What he said: The only reason we have been able to respond as boldly as we have to Covid is because 10 years of Conservative governments painstakingly rebuilt our fiscal resilience.
What he meant: Austerity was worth it. But we’re not doing that again, because I want to be prime minister. Look what happened to George Osborne.
What he said: This Budget is not the time to set detailed fiscal rules.
What he meant: Most chancellors set out fiscal rules and then break them. I will skip the first stage.
What he said: Let’s consider the alternatives. The first is to do nothing, to leave our deficit problem untreated, our debt problem for someone else in the future to deal with. That has never been the way of a Conservative government.
What he meant: This is not a Conservative government.
What he said: The other would be to make savings from public spending. But when we said at the last election that we were the party of public services, people believed us.
What he meant: This is basically a Labour government.
What he said: It’s not enough to have some general desire to grow the economy. We need a real commitment to green growth.

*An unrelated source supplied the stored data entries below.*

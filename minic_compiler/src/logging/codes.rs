//! Error and success codes with their classification metadata
//!
//! Single source of truth for every code the compiler reports. Diagnostics
//! carry a `Code`; the registry maps it to category, severity and a short
//! description for detailed and JSON output.

use std::collections::HashMap;
use std::sync::OnceLock;

// ============================================================================
// CODE WRAPPER TYPE
// ============================================================================

/// Universal code wrapper for both error and success codes
#[derive(Debug, Clone, Copy, PartialEq, Eq, Hash)]
pub struct Code(&'static str);

impl Code {
    pub const fn new(code: &'static str) -> Self {
        Self(code)
    }

    pub fn as_str(&self) -> &'static str {
        self.0
    }
}

impl std::fmt::Display for Code {
    fn fmt(&self, f: &mut std::fmt::Formatter<'_>) -> std::fmt::Result {
        write!(f, "{}", self.0)
    }
}

impl serde::Serialize for Code {
    fn serialize<S: serde::Serializer>(&self, serializer: S) -> Result<S::Ok, S::Error> {
        serializer.serialize_str(self.0)
    }
}

// ============================================================================
// ERROR CLASSIFICATION TYPES
// ============================================================================

/// Error severity levels
#[derive(Debug, Clone, Copy, PartialEq, Eq, PartialOrd, Ord)]
pub enum Severity {
    Critical = 0,
    High = 1,
    Medium = 2,
    Low = 3,
}

impl Severity {
    pub fn as_str(&self) -> &'static str {
        match self {
            Severity::Critical => "Critical",
            Severity::High => "High",
            Severity::Medium => "Medium",
            Severity::Low => "Low",
        }
    }
}

/// Complete metadata for a code
#[derive(Debug, Clone)]
pub struct ErrorMetadata {
    pub code: &'static str,
    pub category: &'static str,
    pub severity: Severity,
    pub description: &'static str,
    pub recommended_action: &'static str,
}

impl ErrorMetadata {
    pub const fn new(
        code: &'static str,
        category: &'static str,
        severity: Severity,
        description: &'static str,
        recommended_action: &'static str,
    ) -> Self {
        Self {
            code,
            category,
            severity,
            description,
            recommended_action,
        }
    }
}

// ============================================================================
// ERROR CODE CONSTANTS
// ============================================================================

/// System error codes
pub mod system {
    use super::Code;

    pub const INTERNAL_ERROR: Code = Code::new("ERR001");
}

/// File processing error codes
pub mod file_processing {
    use super::Code;

    pub const FILE_NOT_FOUND: Code = Code::new("E005");
    pub const FILE_TOO_LARGE: Code = Code::new("E007");
    pub const PERMISSION_DENIED: Code = Code::new("E009");
    pub const INVALID_ENCODING: Code = Code::new("E010");
    pub const IO_ERROR: Code = Code::new("E011");
    pub const INVALID_PATH: Code = Code::new("E012");
}

/// Lexical analysis error codes
pub mod lexical {
    use super::Code;

    pub const TOO_MANY_TOKENS: Code = Code::new("E027");
}

/// Syntax and translation error codes
pub mod syntax {
    use super::Code;

    pub const UNEXPECTED_END_OF_INPUT: Code = Code::new("E040");
    pub const UNEXPECTED_TOKEN: Code = Code::new("E050");
    pub const TOKEN_OUTSIDE_MAIN: Code = Code::new("E051");
    pub const UNDECLARED_ASSIGNMENT: Code = Code::new("E052");
    pub const UNKNOWN_TYPE: Code = Code::new("E053");
    pub const UNRECOGNIZED_STATEMENT: Code = Code::new("E054");
    pub const INVALID_PRINT_ARGUMENT: Code = Code::new("E055");
    pub const MISSING_TERMINATOR: Code = Code::new("E057");
}

/// Driver error codes
pub mod driver {
    use super::Code;

    pub const USAGE_ERROR: Code = Code::new("E070");
    pub const CONFIGURATION_ERROR: Code = Code::new("E071");
    pub const OUTPUT_WRITE_FAILURE: Code = Code::new("E072");
    pub const COMPILATION_FAILED: Code = Code::new("E073");
}

// ============================================================================
// SUCCESS CODE CONSTANTS
// ============================================================================

/// Success codes
pub mod success {
    use super::Code;

    pub const SYSTEM_INITIALIZATION_COMPLETED: Code = Code::new("I004");
    pub const FILE_PROCESSING_SUCCESS: Code = Code::new("I006");
    pub const TOKENIZATION_COMPLETE: Code = Code::new("I020");
    pub const TRANSLATION_COMPLETE: Code = Code::new("I040");
    pub const OUTPUT_WRITTEN: Code = Code::new("I041");
}

// ============================================================================
// ERROR METADATA REGISTRY
// ============================================================================

/// Error metadata registry using OnceLock for thread safety
static ERROR_REGISTRY: OnceLock<HashMap<&'static str, ErrorMetadata>> = OnceLock::new();

const REGISTRY_ENTRIES: &[ErrorMetadata] = &[
    // System
    ErrorMetadata::new(
        "ERR001",
        "System",
        Severity::Critical,
        "Critical internal compiler error",
        "File a bug report with the input that triggered it",
    ),
    // File processing
    ErrorMetadata::new(
        "E005",
        "FileProcessing",
        Severity::High,
        "Input file not found",
        "Check the file path and make sure the file exists",
    ),
    ErrorMetadata::new(
        "E007",
        "FileProcessing",
        Severity::High,
        "Input file exceeds the maximum allowed size",
        "Split the program or raise max_file_size in the build profile",
    ),
    ErrorMetadata::new(
        "E009",
        "FileProcessing",
        Severity::Medium,
        "Permission denied accessing file",
        "Check file permissions and user access rights",
    ),
    ErrorMetadata::new(
        "E010",
        "FileProcessing",
        Severity::Medium,
        "Invalid UTF-8 encoding in file",
        "Convert the file to UTF-8",
    ),
    ErrorMetadata::new(
        "E011",
        "FileProcessing",
        Severity::Medium,
        "I/O error during file operation",
        "Check disk space, permissions, and file system integrity",
    ),
    ErrorMetadata::new(
        "E012",
        "FileProcessing",
        Severity::Medium,
        "Invalid file path provided",
        "Provide a path to a regular file",
    ),
    // Lexical
    ErrorMetadata::new(
        "E027",
        "Lexical",
        Severity::High,
        "Token count exceeds the maximum allowed",
        "Reduce program size or raise max_token_count in the build profile",
    ),
    // Syntax
    ErrorMetadata::new(
        "E040",
        "Syntax",
        Severity::Medium,
        "Input ended while a token was still expected",
        "Complete the unfinished construct",
    ),
    ErrorMetadata::new(
        "E050",
        "Syntax",
        Severity::Medium,
        "Token does not match the grammar at this point",
        "Replace the token with the one the grammar expects",
    ),
    ErrorMetadata::new(
        "E051",
        "Syntax",
        Severity::Medium,
        "Token found outside of a main function",
        "Move statements inside main() { ... }",
    ),
    ErrorMetadata::new(
        "E052",
        "Semantic",
        Severity::Medium,
        "Assignment to a variable that was never declared",
        "Declare the variable with int, float, bool or string first",
    ),
    ErrorMetadata::new(
        "E053",
        "Semantic",
        Severity::Medium,
        "Declared type is not one of int, float, bool, string",
        "Use one of the supported primitive types",
    ),
    ErrorMetadata::new(
        "E054",
        "Syntax",
        Severity::Medium,
        "Statement is not a declaration, print, return or assignment",
        "Rewrite the statement using the supported subset",
    ),
    ErrorMetadata::new(
        "E055",
        "Semantic",
        Severity::Medium,
        "Print argument is neither a string literal nor a declared variable",
        "Quote the text or declare the variable before printing it",
    ),
    ErrorMetadata::new(
        "E057",
        "Syntax",
        Severity::Low,
        "Statement is missing its ';' terminator",
        "Add ';' at the end of the statement",
    ),
    // Driver
    ErrorMetadata::new(
        "E070",
        "Driver",
        Severity::High,
        "Invalid command line usage",
        "Run minic --help for usage",
    ),
    ErrorMetadata::new(
        "E071",
        "Driver",
        Severity::High,
        "Runtime configuration could not be loaded",
        "Fix the TOML file passed with --config",
    ),
    ErrorMetadata::new(
        "E072",
        "Driver",
        Severity::High,
        "Output or trace file could not be written",
        "Check that the output directory exists and is writable",
    ),
    ErrorMetadata::new(
        "E073",
        "Driver",
        Severity::Medium,
        "Compilation produced diagnostics and no output was written",
        "Fix the reported errors and compile again",
    ),
    // Success
    ErrorMetadata::new(
        "I004",
        "System",
        Severity::Low,
        "System initialization completed successfully",
        "Continue normal operation",
    ),
    ErrorMetadata::new(
        "I006",
        "FileProcessing",
        Severity::Low,
        "File processing completed successfully",
        "Continue to next processing stage",
    ),
    ErrorMetadata::new(
        "I020",
        "Lexical",
        Severity::Low,
        "Tokenization completed",
        "Continue to translation",
    ),
    ErrorMetadata::new(
        "I040",
        "Syntax",
        Severity::Low,
        "Translation completed without diagnostics",
        "Continue normal operation",
    ),
    ErrorMetadata::new(
        "I041",
        "Driver",
        Severity::Low,
        "Generated output written",
        "Continue normal operation",
    ),
];

/// Initialize and get the error registry
fn get_error_registry() -> &'static HashMap<&'static str, ErrorMetadata> {
    ERROR_REGISTRY.get_or_init(|| {
        REGISTRY_ENTRIES
            .iter()
            .map(|metadata| (metadata.code, metadata.clone()))
            .collect()
    })
}

// ============================================================================
// CLASSIFICATION FUNCTIONS
// ============================================================================

/// Get error metadata for a specific error code
pub fn get_error_metadata(code: &str) -> Option<&'static ErrorMetadata> {
    get_error_registry().get(code)
}

/// Get error severity from error code
pub fn get_severity(code: &str) -> Severity {
    get_error_registry()
        .get(code)
        .map(|metadata| metadata.severity)
        .unwrap_or(Severity::Medium)
}

/// Get human-readable description for error code
pub fn get_description(code: &str) -> &'static str {
    get_error_registry()
        .get(code)
        .map(|metadata| metadata.description)
        .unwrap_or("Unknown error")
}

/// Get recommended action for error code
pub fn get_action(code: &str) -> &'static str {
    get_error_registry()
        .get(code)
        .map(|metadata| metadata.recommended_action)
        .unwrap_or("No specific action available")
}

/// Get error category from error code
pub fn get_category(code: &str) -> &'static str {
    get_error_registry()
        .get(code)
        .map(|metadata| metadata.category)
        .unwrap_or("Unknown")
}

#[cfg(test)]
mod tests {
    use super::*;

    #[test]
    fn test_every_syntax_code_is_registered() {
        for code in [
            syntax::UNEXPECTED_END_OF_INPUT,
            syntax::UNEXPECTED_TOKEN,
            syntax::TOKEN_OUTSIDE_MAIN,
            syntax::UNDECLARED_ASSIGNMENT,
            syntax::UNKNOWN_TYPE,
            syntax::UNRECOGNIZED_STATEMENT,
            syntax::INVALID_PRINT_ARGUMENT,
            syntax::MISSING_TERMINATOR,
            lexical::TOO_MANY_TOKENS,
        ] {
            assert!(
                get_error_metadata(code.as_str()).is_some(),
                "missing metadata for {}",
                code
            );
        }
    }

    #[test]
    fn test_registry_keys_are_unique() {
        assert_eq!(get_error_registry().len(), REGISTRY_ENTRIES.len());
    }

    #[test]
    fn test_classification_lookups() {
        assert_eq!(get_category("E052"), "Semantic");
        assert_eq!(get_severity("ERR001"), Severity::Critical);
        assert_eq!(get_severity("E027"), Severity::High);
    }

    #[test]
    fn test_unknown_code_fallbacks() {
        assert_eq!(get_description("Z999"), "Unknown error");
        assert_eq!(get_action("Z999"), "No specific action available");
        assert_eq!(get_category("Z999"), "Unknown");
        assert_eq!(get_severity("Z999"), Severity::Medium);
    }

    #[test]
    fn test_code_serializes_as_string() {
        let json = serde_json::to_string(&syntax::UNKNOWN_TYPE).unwrap();
        assert_eq!(json, "\"E053\"");
    }
}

What he meant: It is not enough just to say you want good things, you have to make it sound as if you have a plan to obtain them. And it has got to sound like a really convincing plan. Preferably with three parts.
What he said: We need a real commitment to create jobs where people are and change the economic geography of this country.
What he meant: We need to put London on wheels and move it to Glasgow. Judge for yourself how likely that is.
What he said: Becoming a scientific superpower is something we can be; I don’t think that’s hubristic or unrealistic.
What he meant: It is hubristic and unrealistic.
What he said: I have one final announcement that exemplifies the future economy, a policy on a scale we’ve never done before … a policy we can only pursue now we’re outside the European Union …
What he meant: Freeports. Yes, well, sorry about that. The cupboard is bare. The guy who runs the rabbits-from-hats unit in the Treasury said there was nothing left but this dog-eared Adam Smith Institute pamphlet from the 1980s. Desperate times, etc.
What he said: And so. Whilst this last year has been a test unlike any other, that which we are, we are.
What he meant: Insert boilerplate rhetorical uplift here. A bit of archaic syntax lifted from Tennyson. The end of the speech is in sight.
What he said: The fundamentals of our character as a people have not changed. Still determined. Still generous. Still fair.
What he meant: The prime minister has made such a mess of handling coronavirus, but public opinion is determined to give him the benefit of the doubt. Just don’t understand it.
What he said: An important moment is upon us. A moment of challenge and of change. Of difficulties, yes, but of possibilities too.
What he meant: I have to hold a press conference in a bit.